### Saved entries
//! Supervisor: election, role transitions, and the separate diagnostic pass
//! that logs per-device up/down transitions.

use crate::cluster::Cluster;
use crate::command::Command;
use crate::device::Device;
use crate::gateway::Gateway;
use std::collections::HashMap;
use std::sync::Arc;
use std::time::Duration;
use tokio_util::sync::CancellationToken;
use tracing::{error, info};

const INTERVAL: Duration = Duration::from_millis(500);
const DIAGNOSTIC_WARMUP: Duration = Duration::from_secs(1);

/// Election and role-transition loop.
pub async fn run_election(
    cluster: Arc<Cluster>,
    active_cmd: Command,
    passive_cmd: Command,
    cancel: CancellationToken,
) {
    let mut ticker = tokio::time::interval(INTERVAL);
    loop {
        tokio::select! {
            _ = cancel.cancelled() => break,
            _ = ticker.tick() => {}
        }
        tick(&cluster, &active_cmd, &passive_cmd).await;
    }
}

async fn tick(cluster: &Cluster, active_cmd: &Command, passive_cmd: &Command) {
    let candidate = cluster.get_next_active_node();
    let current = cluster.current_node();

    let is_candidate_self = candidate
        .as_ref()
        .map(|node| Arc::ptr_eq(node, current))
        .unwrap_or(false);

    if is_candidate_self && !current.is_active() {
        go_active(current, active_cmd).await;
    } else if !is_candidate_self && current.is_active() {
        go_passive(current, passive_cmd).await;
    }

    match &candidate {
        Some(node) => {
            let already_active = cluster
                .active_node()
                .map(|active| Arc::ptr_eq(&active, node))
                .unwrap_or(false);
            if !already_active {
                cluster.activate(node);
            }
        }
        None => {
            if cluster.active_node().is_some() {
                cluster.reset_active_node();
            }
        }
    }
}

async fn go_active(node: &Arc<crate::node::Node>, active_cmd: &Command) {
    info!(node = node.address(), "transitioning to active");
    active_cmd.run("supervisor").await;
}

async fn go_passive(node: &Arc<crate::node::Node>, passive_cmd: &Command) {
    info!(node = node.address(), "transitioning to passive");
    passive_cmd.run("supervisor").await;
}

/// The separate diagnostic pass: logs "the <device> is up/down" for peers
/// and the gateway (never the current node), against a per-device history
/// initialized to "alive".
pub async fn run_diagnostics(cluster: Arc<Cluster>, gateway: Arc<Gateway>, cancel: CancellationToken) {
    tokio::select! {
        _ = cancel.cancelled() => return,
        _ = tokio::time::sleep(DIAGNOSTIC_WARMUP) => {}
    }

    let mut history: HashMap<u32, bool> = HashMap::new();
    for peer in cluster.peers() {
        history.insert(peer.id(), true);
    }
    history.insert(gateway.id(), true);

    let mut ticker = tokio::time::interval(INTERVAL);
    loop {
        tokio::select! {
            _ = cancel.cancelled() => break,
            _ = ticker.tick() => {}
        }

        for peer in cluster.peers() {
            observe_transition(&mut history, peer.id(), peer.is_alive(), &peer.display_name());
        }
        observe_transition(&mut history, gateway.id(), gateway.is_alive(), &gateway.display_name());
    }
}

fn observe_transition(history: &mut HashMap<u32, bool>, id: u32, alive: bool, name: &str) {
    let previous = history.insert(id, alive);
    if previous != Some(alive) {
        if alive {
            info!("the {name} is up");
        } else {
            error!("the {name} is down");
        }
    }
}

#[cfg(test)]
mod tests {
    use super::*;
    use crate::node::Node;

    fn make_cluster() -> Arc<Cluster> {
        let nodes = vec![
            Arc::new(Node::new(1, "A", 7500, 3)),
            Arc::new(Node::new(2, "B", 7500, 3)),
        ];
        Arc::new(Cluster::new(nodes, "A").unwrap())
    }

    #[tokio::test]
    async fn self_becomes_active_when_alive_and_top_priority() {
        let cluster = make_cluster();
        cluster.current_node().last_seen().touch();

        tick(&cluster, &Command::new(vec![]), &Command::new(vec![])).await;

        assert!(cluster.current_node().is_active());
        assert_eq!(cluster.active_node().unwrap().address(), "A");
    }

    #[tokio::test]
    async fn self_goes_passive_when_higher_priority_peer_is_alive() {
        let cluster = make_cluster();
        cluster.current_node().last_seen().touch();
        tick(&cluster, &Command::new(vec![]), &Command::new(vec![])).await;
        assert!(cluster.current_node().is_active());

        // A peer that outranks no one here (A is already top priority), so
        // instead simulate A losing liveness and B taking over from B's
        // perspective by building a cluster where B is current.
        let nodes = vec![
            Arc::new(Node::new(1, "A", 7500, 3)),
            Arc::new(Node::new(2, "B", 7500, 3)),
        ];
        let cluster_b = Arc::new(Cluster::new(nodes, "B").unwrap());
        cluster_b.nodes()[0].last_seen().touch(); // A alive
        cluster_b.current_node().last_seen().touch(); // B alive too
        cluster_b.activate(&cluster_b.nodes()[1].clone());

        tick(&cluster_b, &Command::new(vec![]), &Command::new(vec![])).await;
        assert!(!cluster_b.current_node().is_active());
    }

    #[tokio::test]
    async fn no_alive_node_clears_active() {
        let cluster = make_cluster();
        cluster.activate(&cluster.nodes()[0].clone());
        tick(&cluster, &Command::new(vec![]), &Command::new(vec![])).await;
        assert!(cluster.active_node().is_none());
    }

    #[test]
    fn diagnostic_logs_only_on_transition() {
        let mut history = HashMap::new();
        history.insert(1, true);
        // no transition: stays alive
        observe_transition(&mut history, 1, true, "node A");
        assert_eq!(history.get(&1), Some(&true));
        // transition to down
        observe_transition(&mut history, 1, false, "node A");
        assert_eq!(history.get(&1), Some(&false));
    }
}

### THE TASK
Which lines in the records above contain the string "HashMap"? Copy each one.

### ANSWER SECTION
use std::collections::HashMap;
    let mut history: HashMap<u32, bool> = HashMap::new();
fn observe_transition(history: &mut HashMap<u32, bool>, id: u32, alive: bool, name: &str) {
        let mut history = HashMap::new();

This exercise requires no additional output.